● **Data for this task**
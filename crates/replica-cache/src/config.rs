use crate::error::CacheError;
use std::path::{Path, PathBuf};
use std::time::Duration;

/// Default project namespace when none is configured.
pub const DEFAULT_PROJECT: &str = "default";

/// Default chunk size for streamed transfers.
pub const DEFAULT_CHUNK_SIZE: usize = 64 * 1024;

/// Where the local replica lives.
///
/// Files for a project are laid out as `<root_folder>/<project>/<data type>s/<file name>[.v<N>]`.
#[derive(Clone, Debug)]
pub struct CacheConfig {
    pub root_folder: PathBuf,
    pub project: String,
    /// Read/write chunk size for streamed transfers. Not protocol-significant.
    pub chunk_size: usize,
}

impl CacheConfig {
    pub fn new(root_folder: impl Into<PathBuf>, project: impl Into<String>) -> Self {
        Self {
            root_folder: root_folder.into(),
            project: project.into(),
            chunk_size: DEFAULT_CHUNK_SIZE,
        }
    }

    /// Build a config from `REPLICA_CACHE_DIR` / `REPLICA_PROJECT`, falling back to
    /// `~/.replica/cache` and the `default` project.
    pub fn from_env() -> Result<Self, CacheError> {
        let root_folder = match std::env::var_os("REPLICA_CACHE_DIR") {
            Some(dir) if !dir.is_empty() => PathBuf::from(dir),
            _ => default_cache_root()?,
        };
        let project = std::env::var("REPLICA_PROJECT")
            .ok()
            .map(|project| project.trim().to_string())
            .filter(|project| !project.is_empty())
            .unwrap_or_else(|| DEFAULT_PROJECT.to_string());
        Ok(Self::new(root_folder, project))
    }

    /// `<root_folder>/<project>`.
    pub fn project_folder(&self) -> PathBuf {
        self.root_folder.join(&self.project)
    }

    pub fn root_folder(&self) -> &Path {
        &self.root_folder
    }
}

/// Connection settings for [`crate::HttpRemoteStore`].
#[derive(Clone, Debug)]
pub struct HttpRemoteConfig {
    pub base_url: String,
    pub project: String,
    /// Sent as `Authorization: Bearer <token>` when present.
    pub token: Option<String>,
    /// Applied to connect and read operations. `None` leaves `ureq`'s defaults.
    pub timeout: Option<Duration>,
}

impl HttpRemoteConfig {
    pub fn new(base_url: impl Into<String>, project: impl Into<String>) -> Self {
        Self {
            base_url: base_url.into(),
            project: project.into(),
            token: None,
            timeout: None,
        }
    }

    /// Reads `REPLICA_REMOTE_URL` (required), `REPLICA_PROJECT`, `REPLICA_TOKEN` and
    /// `REPLICA_TIMEOUT_SECS`. Returns `None` when no remote URL is configured, which puts the
    /// cache in local-only mode.
    pub fn from_env() -> Option<Self> {
        let base_url = std::env::var("REPLICA_REMOTE_URL").ok()?;
        let base_url = base_url.trim();
        if base_url.is_empty() {
            return None;
        }

        let project = std::env::var("REPLICA_PROJECT")
            .ok()
            .map(|project| project.trim().to_string())
            .filter(|project| !project.is_empty())
            .unwrap_or_else(|| DEFAULT_PROJECT.to_string());
        let token = std::env::var("REPLICA_TOKEN")
            .ok()
            .filter(|token| !token.trim().is_empty());
        let timeout = match std::env::var("REPLICA_TIMEOUT_SECS") {
            Ok(raw) => match raw.trim().parse::<u64>() {
                Ok(0) => None,
                Ok(secs) => Some(Duration::from_secs(secs)),
                Err(err) => {
                    tracing::debug!(
                        target = "replica.cache",
                        raw = %raw,
                        error = %err,
                        "invalid REPLICA_TIMEOUT_SECS; using default timeouts"
                    );
                    None
                }
            },
            Err(_) => None,
        };

        Some(Self {
            base_url: base_url.to_string(),
            project,
            token,
            timeout,
        })
    }
}

pub(crate) fn default_cache_root() -> Result<PathBuf, CacheError> {
    let home = std::env::var_os("HOME")
        .or_else(|| std::env::var_os("USERPROFILE"))
        .map(PathBuf::from)
        .ok_or(CacheError::MissingHomeDir)?;

    Ok(home.join(".replica").join("cache"))
}
impl CacheManager {
    pub fn new(config: CacheConfig, remote: Option<Arc<dyn RemoteStore>>) -> Self {
        Self::with_events(config, remote, Arc::new(EventBus::new()))
    }

    /// Like [`CacheManager::new`], publishing to an existing [`EventBus`].
    pub fn with_events(
        config: CacheConfig,
        remote: Option<Arc<dyn RemoteStore>>,
        events: Arc<EventBus>,
    ) -> Self {
        let transfer = TransferEngine::new(config.chunk_size);
        Self {
            config,
            remote,
            transfer,
            events,
        }
    }

    pub fn config(&self) -> &CacheConfig {
        &self.config
    }

    pub fn events(&self) -> &Arc<EventBus> {
        &self.events
    }

    /// `<root_folder>/<project>`.
    pub fn project_folder(&self) -> PathBuf {
        self.config.project_folder()
    }

    pub fn is_connected(&self) -> bool {
        self.connected_store().is_some()
    }

    fn connected_store(&self) -> Option<&dyn RemoteStore> {
        self.remote.as_deref().filter(|store| store.is_connected())
    }

    fn require_store(&self) -> Result<&dyn RemoteStore> {
        self.connected_store().ok_or(CacheError::NotConnected)
    }

    /// Resolve `key` to a local path, downloading when the local copy is missing or stale.
    ///
    /// `key` may be a project key (`datasets/a.txt`), a pinned key (`datasets/a.txt.v3`) or an
    /// `http(s)` URL.
    pub fn get_file(&self, key: &str, options: GetOptions) -> Result<ResolvedFile> {
        self.get_file_with_progress(key, options, &mut no_progress())
    }

    pub fn get_file_with_progress(
        &self,
        key: &str,
        options: GetOptions,
        on_progress: &mut ProgressFn<'_>,
    ) -> Result<ResolvedFile> {
        if let Some(url) = parse_http_url(key) {
            return self.get_url(&url, options, on_progress);
        }

        let project = self.project_folder();
        let key = normalize_key(key)?;
        let (base_key, pinned) = split_version(&key);

        let plain_path = resolve_local_path(&project, base_key, None)?;
        if plain_path.is_dir() {
            tracing::debug!(
                target = "replica.cache",
                key = base_key,
                path = %plain_path.display(),
                "serving materialized directory"
            );
            self.events.fire(FileEvent::Requested, base_key);
            return Ok(ResolvedFile {
                path: plain_path,
                key: base_key.to_string(),
                version: None,
                state: CacheState::LocalFresh,
                downloaded: false,
            });
        }

        let local = find_local_copy(&plain_path, pinned)?;

        let Some(store) = self.connected_store() else {
            let Some(local) = local else {
                return Err(CacheError::FileNotAvailable { key });
            };
            tracing::debug!(
                target = "replica.cache",
                key = base_key,
                version = local.version,
                "not connected; serving local copy"
            );
            return self.finish(
                base_key,
                &plain_path,
                local,
                CacheState::RemoteUnavailable,
                false,
                options,
            );
        };

        let remote = match store.metadata(base_key) {
            Ok(Some(remote)) => remote,
            Ok(None) => {
                return match local {
                    Some(local) if !options.force_download => {
                        tracing::debug!(
                            target = "replica.cache",
                            key = base_key,
                            "key unknown to the remote store; serving local copy"
                        );
                        self.finish(
                            base_key,
                            &plain_path,
                            local,
                            CacheState::LocalFresh,
                            false,
                            options,
                        )
                    }
                    _ => Err(CacheError::RemoteKeyNotFound { key }),
                };
            }
            // Forced downloads degrade to the local copy too.
            Err(err) if err.is_connectivity() && local.is_some() => {
                tracing::warn!(
                    target = "replica.cache",
                    key = base_key,
                    error = %err,
                    force = options.force_download,
                    "remote store unreachable; serving local copy"
                );
                let Some(local) = local else {
                    return Err(err);
                };
                return self.finish(
                    base_key,
                    &plain_path,
                    local,
                    CacheState::RemoteUnavailable,
                    false,
                    options,
                );
            }
            Err(err) => return Err(err),
        };

        let target_version = pinned.unwrap_or(remote.version);
        let state = decide_state(local.as_ref(), &remote, target_version);
        tracing::debug!(
            target = "replica.cache",
            key = base_key,
            local_version = local.as_ref().map(|local| local.version),
            remote_version = remote.version,
            ?state,
            force = options.force_download,
            "resolved cache state"
        );

        let (copy, downloaded) = match (local, state) {
            (Some(local), CacheState::LocalFresh) if !options.force_download => (local, false),
            _ => {
                let destination = resolve_local_path(&project, base_key, Some(target_version))?;
                let size = self.transfer.download(
                    store,
                    base_key,
                    Some(target_version),
                    &destination,
                    on_progress,
                )?;
                let copy = LocalCopy {
                    path: destination,
                    version: target_version,
                    size,
                };
                (copy, true)
            }
        };

        self.finish(base_key, &plain_path, copy, state, downloaded, options)
    }

    fn finish(
        &self,
        base_key: &str,
        plain_path: &Path,
        copy: LocalCopy,
        state: CacheState,
        downloaded: bool,
        options: GetOptions,
    ) -> Result<ResolvedFile> {
        let resolved_key = if copy.path == plain_path {
            base_key.to_string()
        } else {
            versioned_name(base_key, copy.version)
        };
        self.events.fire(FileEvent::Requested, &resolved_key);

        let path = if options.unpack {
            unpack_beside(&copy.path, plain_path, downloaded)?
        } else {
            copy.path
        };
        Ok(ResolvedFile {
            path,
            key: resolved_key,
            version: Some(copy.version),
            state,
            downloaded,
        })
    }

    fn get_url(
        &self,
        url: &Url,
        options: GetOptions,
        on_progress: &mut ProgressFn<'_>,
    ) -> Result<ResolvedFile> {
        let name = url
            .path_segments()
            .and_then(|mut segments| segments.next_back())
            .filter(|name| !name.is_empty())
            .ok_or_else(|| CacheError::InvalidKey {
                key: crate::store::redact_url(url.as_str()),
                reason: "URL path has no file name",
            })?;
        let name = normalize_key(name)?;
        let destination = resolve_local_path(&self.project_folder(), &name, None)?;
        let existed = destination.is_file();

        let fetched = self.transfer.fetch_url(
            url.as_str(),
            &destination,
            options.force_download,
            on_progress,
        )?;
        let state = match (fetched.downloaded, existed) {
            (false, _) => CacheState::LocalFresh,
            (true, true) => CacheState::LocalStale,
            (true, false) => CacheState::LocalMissing,
        };
        self.events.fire(FileEvent::Requested, &name);

        let path = if options.unpack {
            unpack_beside(&fetched.path, &fetched.path, fetched.downloaded)?
        } else {
            fetched.path
        };
        Ok(ResolvedFile {
            path,
            key: name,
            version: None,
            state,
            downloaded: fetched.downloaded,
        })
    }

    /// Upload a file as `<data type>s/<file name>`. Directories are packed first (see
    /// [`CacheManager::upload_folder`]).
    pub fn upload_file(
        &self,
        local_path: &Path,
        data_type: DataType,
        options: &UploadOptions,
    ) -> Result<RemoteFileMetadata> {
        self.upload_file_with_progress(local_path, data_type, options, &mut no_progress())
    }

    pub fn upload_file_with_progress(
        &self,
        local_path: &Path,
        data_type: DataType,
        options: &UploadOptions,
        on_progress: &mut ProgressFn<'_>,
    ) -> Result<RemoteFileMetadata> {
        if stat(local_path)?.is_dir() {
            return self.upload_folder(local_path, data_type, options, &PackOptions::default());
        }
        let store = self.require_store()?;
        let file_name = match &options.file_name {
            Some(name) => name.clone(),
            None => file_name_of(local_path)?,
        };
        self.upload_as(store, local_path, data_type, &file_name, options, on_progress)
    }

    /// Pack `folder` into a temporary archive and upload it as `<name>.zip` (or the extension
    /// of `pack_options.format`). Files redirect to [`CacheManager::upload_file`].
    ///
    /// The temporary archive is removed whether or not the upload succeeds.
    pub fn upload_folder(
        &self,
        folder: &Path,
        data_type: DataType,
        options: &UploadOptions,
        pack_options: &PackOptions,
    ) -> Result<RemoteFileMetadata> {
        if !stat(folder)?.is_dir() {
            return self.upload_file(folder, data_type, options);
        }
        let store = self.require_store()?;

        let archive_name = match &options.file_name {
            Some(name) => name.clone(),
            None => file_name_of(folder)?,
        };
        let pack_options = PackOptions {
            archive_name: Some(archive_name),
            ..pack_options.clone()
        };
        let packed = pack(folder, &pack_options)?;
        let remote_name = file_name_of(packed.path())?;
        tracing::debug!(
            target = "replica.cache",
            folder = %folder.display(),
            archive = %packed.path().display(),
            entries = packed.entries(),
            "packed folder for upload"
        );

        self.upload_as(
            store,
            packed.path(),
            data_type,
            &remote_name,
            options,
            &mut no_progress(),
        )
    }

    fn upload_as(
        &self,
        store: &dyn RemoteStore,
        local_path: &Path,
        data_type: DataType,
        file_name: &str,
        options: &UploadOptions,
        on_progress: &mut ProgressFn<'_>,
    ) -> Result<RemoteFileMetadata> {
        let key = normalize_key(&format!("{}{file_name}", data_type.prefix()))?;
        let uploaded = self
            .transfer
            .upload(store, local_path, &key, &options.metadata, on_progress)?;
        self.seed_replica(local_path, &uploaded);
        self.events.fire(FileEvent::Uploaded, &uploaded.key);
        Ok(uploaded)
    }

    /// Place the bytes just uploaded at `<key>.v<N>` so the next `get_file` needs no download.
    ///
    /// The remote already holds the file, so a failure here is logged and not returned.
    fn seed_replica(&self, source: &Path, uploaded: &RemoteFileMetadata) {
        let project = self.project_folder();
        let paths = (|| -> Result<(PathBuf, PathBuf)> {
            Ok((
                resolve_local_path(&project, &uploaded.key, Some(uploaded.version))?,
                resolve_local_path(&project, &uploaded.key, None)?,
            ))
        })();
        let (versioned, plain) = match paths {
            Ok(paths) => paths,
            Err(err) => {
                tracing::warn!(
                    target = "replica.cache",
                    key = %uploaded.key,
                    error = %err,
                    "cannot place uploaded file in the local replica"
                );
                return;
            }
        };
        // A bare file already counts as version 1.
        if same_file(source, &versioned) || (uploaded.version == 1 && same_file(source, &plain)) {
            return;
        }

        let copied = atomic_write_with(&versioned, |out| {
            let mut file = fs::File::open(source)?;
            Ok(io::copy(&mut file, out)?)
        });
        match copied {
            Ok(bytes) => tracing::debug!(
                target = "replica.cache",
                key = %uploaded.key,
                version = uploaded.version,
                path = %versioned.display(),
                bytes,
                "placed uploaded file in the local replica"
            ),
            Err(err) => tracing::warn!(
                target = "replica.cache",
                key = %uploaded.key,
                path = %versioned.display(),
                error = %err,
                "failed to place uploaded file in the local replica"
            ),
        }
    }

    /// Latest metadata of remote files under `<data type>s/<prefix>`.
    pub fn list_remote_files(
        &self,
        data_type: Option<DataType>,
        prefix: &str,
    ) -> Result<Vec<RemoteFileMetadata>> {
        let store = self.require_store()?;
        let mut combined = data_type.map(DataType::prefix).unwrap_or_default();
        combined.push_str(prefix);
        store.list(&combined)
    }

    /// Delete `version` of `key` on the remote (a pinned `key.vN` counts as `version`), every
    /// version but the latest when `keep_latest_version` is set, or the whole key.
    pub fn delete_remote_file(
        &self,
        key: &str,
        version: Option<u64>,
        keep_latest_version: bool,
    ) -> Result<()> {
        let store = self.require_store()?;
        let key = normalize_key(key)?;
        let (base_key, pinned) = split_version(&key);
        store.delete(base_key, version.or(pinned), keep_latest_version)?;
        tracing::info!(
            target = "replica.cache",
            key = base_key,
            version = version.or(pinned),
            keep_latest_version,
            "deleted remote file"
        );
        Ok(())
    }

    /// Remove every local version of `key`. Returns how many files were removed.
    pub fn delete_local_file(&self, key: &str) -> Result<usize> {
        let key = normalize_key(key)?;
        let plain_path = resolve_local_path(&self.project_folder(), split_version(&key).0, None)?;
        let mut removed = 0;
        for copy in local_versions(&plain_path)? {
            if remove_file_best_effort(&copy.path, "delete_local_file") {
                removed += 1;
            }
        }
        Ok(removed)
    }

    /// Evict large, stale files from the project folder.
    pub fn cleanup(&self, policy: &EvictionPolicy) -> Result<EvictionReport> {
        evict::cleanup(&self.project_folder(), policy)
    }
}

● **Assigned task**
If a line in the listing contains the string "trim", copy it.

● **Response area**
            .map(|project| project.trim().to_string())
        let base_url = base_url.trim();
            .map(|project| project.trim().to_string())
            .filter(|token| !token.trim().is_empty());
            Ok(raw) => match raw.trim().parse::<u64>() {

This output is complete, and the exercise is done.